As the city grows, the population will shift and fluctuate to eventually include a different combination of have-nots, blue-collars, fringe, radical chic, suits, and elites. Blue-collars, fringe, and have-nots serve as the backbone for your city until it becomes large enough to attract and support the more intellectual, rich, and ultimately snootier classes. Each group has its own buildings, levels of need, likes and dislikes, and businesses. There will inevitably be some overlap between groups (in terms of jobs and needs) and this is where the situation tends to become volatile. Certain groups just don't get along, yet certain structures have to be constructed in close proximity to multiple groups in order to function. Careful attention has to be given to location and makeup of various neighborhoods. If tensions build and issues are left unattended, citizens from opposing classes in abutting neighborhoods will clash and eventually riot - causing havoc and even setting the city ablaze in the process. It's an interesting mechanic that will have players approaching the construction of their city far differently than they may have in the past with other simulation titles. Things tend to get quite interesting, when you throw the social tensions into the mix on top of the usual chaos that can come from managing a large city.

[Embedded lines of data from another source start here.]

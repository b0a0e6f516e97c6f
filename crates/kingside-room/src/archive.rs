//! Persistence of finished games.
//!
//! A room writes exactly one [`CompletedGame`] when it reaches Completed or
//! Aborted. Where it goes is up to the [`GameArchive`] the store was built
//! with. A room id is archived at most once: the store reopens an archived
//! id as a read-only room instead of starting a new game under it.

use std::io::Write;
use std::path::{Path, PathBuf};

use dashmap::mapref::entry::Entry;
use dashmap::DashMap;
use kingside_protocol::{GameResult, Move, Participant, RoomId, TimeControl};
use serde::{Deserialize, Serialize};

use crate::ArchiveError;

/// The persisted record of one finished room.
#[derive(Debug, Clone, PartialEq, Eq, Serialize, Deserialize)]
pub struct CompletedGame {
    pub room_id: RoomId,
    /// Engine rendering of the final position.
    pub final_position: String,
    pub move_log: Vec<Move>,
    pub result: GameResult,
    /// Everyone in the room when the result was decided, players first.
    pub participants: Vec<Participant>,
    #[serde(default)]
    pub time_control: Option<TimeControl>,
    #[serde(default)]
    pub is_rated: bool,
}

/// Storage for completed games.
///
/// Both methods may block. Rooms call them on Tokio's blocking pool, and a
/// room waits for `store` to finish before it handles its next command.
pub trait GameArchive: Send + Sync + 'static {
    /// Persists `game`.
    ///
    /// # Errors
    /// [`ArchiveError::AlreadyArchived`] if the room already has a record;
    /// the earlier record is left untouched.
    fn store(&self, game: &CompletedGame) -> Result<(), ArchiveError>;

    /// Loads the record for `room_id`, if one was stored.
    fn load(&self, room_id: &RoomId) -> Result<Option<CompletedGame>, ArchiveError>;
}

// ---------------------------------------------------------------------------
// MemoryArchive
// ---------------------------------------------------------------------------

/// Keeps records in memory. Good for tests and for the demo server.
#[derive(Debug, Default)]
pub struct MemoryArchive {
    games: DashMap<RoomId, CompletedGame>,
}

impl MemoryArchive {
    pub fn new() -> Self {
        Self::default()
    }

    pub fn len(&self) -> usize {
        self.games.len()
    }

    pub fn is_empty(&self) -> bool {
        self.games.is_empty()
    }
}

impl GameArchive for MemoryArchive {
    fn store(&self, game: &CompletedGame) -> Result<(), ArchiveError> {
        match self.games.entry(game.room_id.clone()) {
            Entry::Occupied(_) => Err(ArchiveError::AlreadyArchived(game.room_id.clone())),
            Entry::Vacant(entry) => {
                entry.insert(game.clone());
                Ok(())
            }
        }
    }

    fn load(&self, room_id: &RoomId) -> Result<Option<CompletedGame>, ArchiveError> {
        Ok(self.games.get(room_id).map(|g| g.value().clone()))
    }
}

// ---------------------------------------------------------------------------
// JsonDirArchive
// ---------------------------------------------------------------------------

/// One pretty-printed JSON file per room: `<dir>/<room_id>.json`.
///
/// Room ids are restricted to `[A-Za-z0-9_-]`, so they are always safe file
/// names.
#[derive(Debug, Clone)]
pub struct JsonDirArchive {
    dir: PathBuf,
}

impl JsonDirArchive {
    /// Uses `dir`, creating it if needed.
    ///
    /// # Errors
    /// Fails if the directory cannot be created.
    pub fn open(dir: impl AsRef<Path>) -> Result<Self, ArchiveError> {
        let dir = dir.as_ref().to_path_buf();
        std::fs::create_dir_all(&dir)?;
        Ok(Self { dir })
    }

    fn path_for(&self, room_id: &RoomId) -> PathBuf {
        self.dir.join(format!("{room_id}.json"))
    }
}

impl GameArchive for JsonDirArchive {
    fn store(&self, game: &CompletedGame) -> Result<(), ArchiveError> {
        let json = serde_json::to_vec_pretty(game)?;
        let mut file = match std::fs::OpenOptions::new()
            .write(true)
            .create_new(true)
            .open(self.path_for(&game.room_id))
        {
            Ok(file) => file,
            Err(e) if e.kind() == std::io::ErrorKind::AlreadyExists => {
                return Err(ArchiveError::AlreadyArchived(game.room_id.clone()));
            }
            Err(e) => return Err(e.into()),
        };
        file.write_all(&json)?;
        file.sync_all()?;
        Ok(())
    }

    fn load(&self, room_id: &RoomId) -> Result<Option<CompletedGame>, ArchiveError> {
        let bytes = match std::fs::read(self.path_for(room_id)) {
            Ok(bytes) => bytes,
            Err(e) if e.kind() == std::io::ErrorKind::NotFound => return Ok(None),
            Err(e) => return Err(e.into()),
        };
        Ok(Some(serde_json::from_slice(&bytes)?))
    }
}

Visually, the cityscapes are quite impressive and they hold up well at varying levels of scrutiny. The standard, angled, birds-eye perspective gives a good overview of the structures and landscape (including some nice water effects in some maps). From this vantage point, small cars and other excellent little animation touches can be made out clearly. Moving in for a closer look opens up new levels of details with each layer of magnification. An excellent option includes the ability to jump right down to ground-level in a first-person perspective that lets you walk the streets and see the population face-to-face. Roaming around with this view affords players a very cool and completely different way to participate in their city.

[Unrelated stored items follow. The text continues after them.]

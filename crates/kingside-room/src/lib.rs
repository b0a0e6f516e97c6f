//! Room lifecycle management for Kingside.
//!
//! Each room runs as an isolated Tokio task (actor model) that owns one
//! game: position, move log, clocks, seats, and subscribers. All mutations
//! of a room happen inside its actor, in arrival order, and broadcasts go
//! out right after the mutation they describe.
//!
//! # Key types
//!
//! - [`RoomStore`] creates rooms lazily, hands out handles, sweeps idle
//!   rooms
//! - [`RoomHandle`] sends commands to a running room actor
//! - [`RoomSession`] the synchronous state machine inside each actor
//! - [`RoomConfig`] grace period, busy timeout, idle timeout
//! - [`SeatPolicy`] decides who may take a free seat
//! - [`GameArchive`] where finished games are written

mod archive;
mod broadcast;
mod clock;
mod config;
mod error;
mod policy;
pub mod resolver;
mod room;
mod session;
mod store;

pub use archive::{CompletedGame, GameArchive, JsonDirArchive, MemoryArchive};
pub use broadcast::{ConnectionSender, RoomEvent};
pub use clock::GameClock;
pub use config::{RoomConfig, RoomInit};
pub use error::{ArchiveError, MoveError, RoomError};
pub use policy::{OpenSeating, SeatPolicy};
pub use room::{Joined, RoomHandle};
pub use session::{JoinRequest, RoomSession};
pub use store::RoomStore;
/// A join as the room sees it: one connection of one identity asking for a
/// role.
#[derive(Debug, Clone, PartialEq, Eq)]
pub struct JoinRequest {
    pub conn: ConnectionId,
    pub user: UserId,
    pub display_name: Option<String>,
    pub role: Role,
    /// Preferred color. `None` takes the first free seat, white first.
    pub color: Option<Color>,
}

impl JoinRequest {
    /// A request to watch.
    pub fn spectator(conn: ConnectionId, user: UserId) -> Self {
        Self {
            conn,
            user,
            display_name: None,
            role: Role::Spectator,
            color: None,
        }
    }

    /// A request for any free seat.
    pub fn player(conn: ConnectionId, user: UserId) -> Self {
        Self {
            role: Role::Player,
            ..Self::spectator(conn, user)
        }
    }

    /// Same request, for a specific color.
    pub fn with_color(mut self, color: Color) -> Self {
        self.color = Some(color);
        self
    }

    pub fn with_display_name(mut self, name: impl Into<String>) -> Self {
        self.display_name = Some(name.into());
        self
    }
}

#[derive(Debug)]
struct Seat {
    identity: UserId,
    display_name: String,
    connections: HashSet<ConnectionId>,
    /// Set while every connection of the holder is gone.
    reserved_until: Option<Instant>,
}

impl Seat {
    fn participant(&self, color: Color) -> Participant {
        Participant {
            identity: self.identity.clone(),
            display_name: self.display_name.clone(),
            role: Role::Player,
            color: Some(color),
            connected: !self.connections.is_empty(),
        }
    }
}

#[derive(Debug)]
struct Watcher {
    display_name: String,
    connections: HashSet<ConnectionId>,
}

In terms of new content, the 2008 Edition is a bit slim. There are 60 new buildings, 10 new maps, some additional scenarios, updated graphics, and an odd feature that allows players to import satellite maps. The 2008 Edition is certainly the version to look for, as it's the most complete collection. The free download upgrade for players who already own the main game saves this expansion from harsher criticism, because there just isn't enough new content to justify making people who've bought the game shell out more of their hard earned money. Fortunately, they won't have to. City Life is a quality simulator that can easily absorb hours upon hours of your time if you let it. If you're a fan of city-building sims, there's no excuse for letting this one pass you by.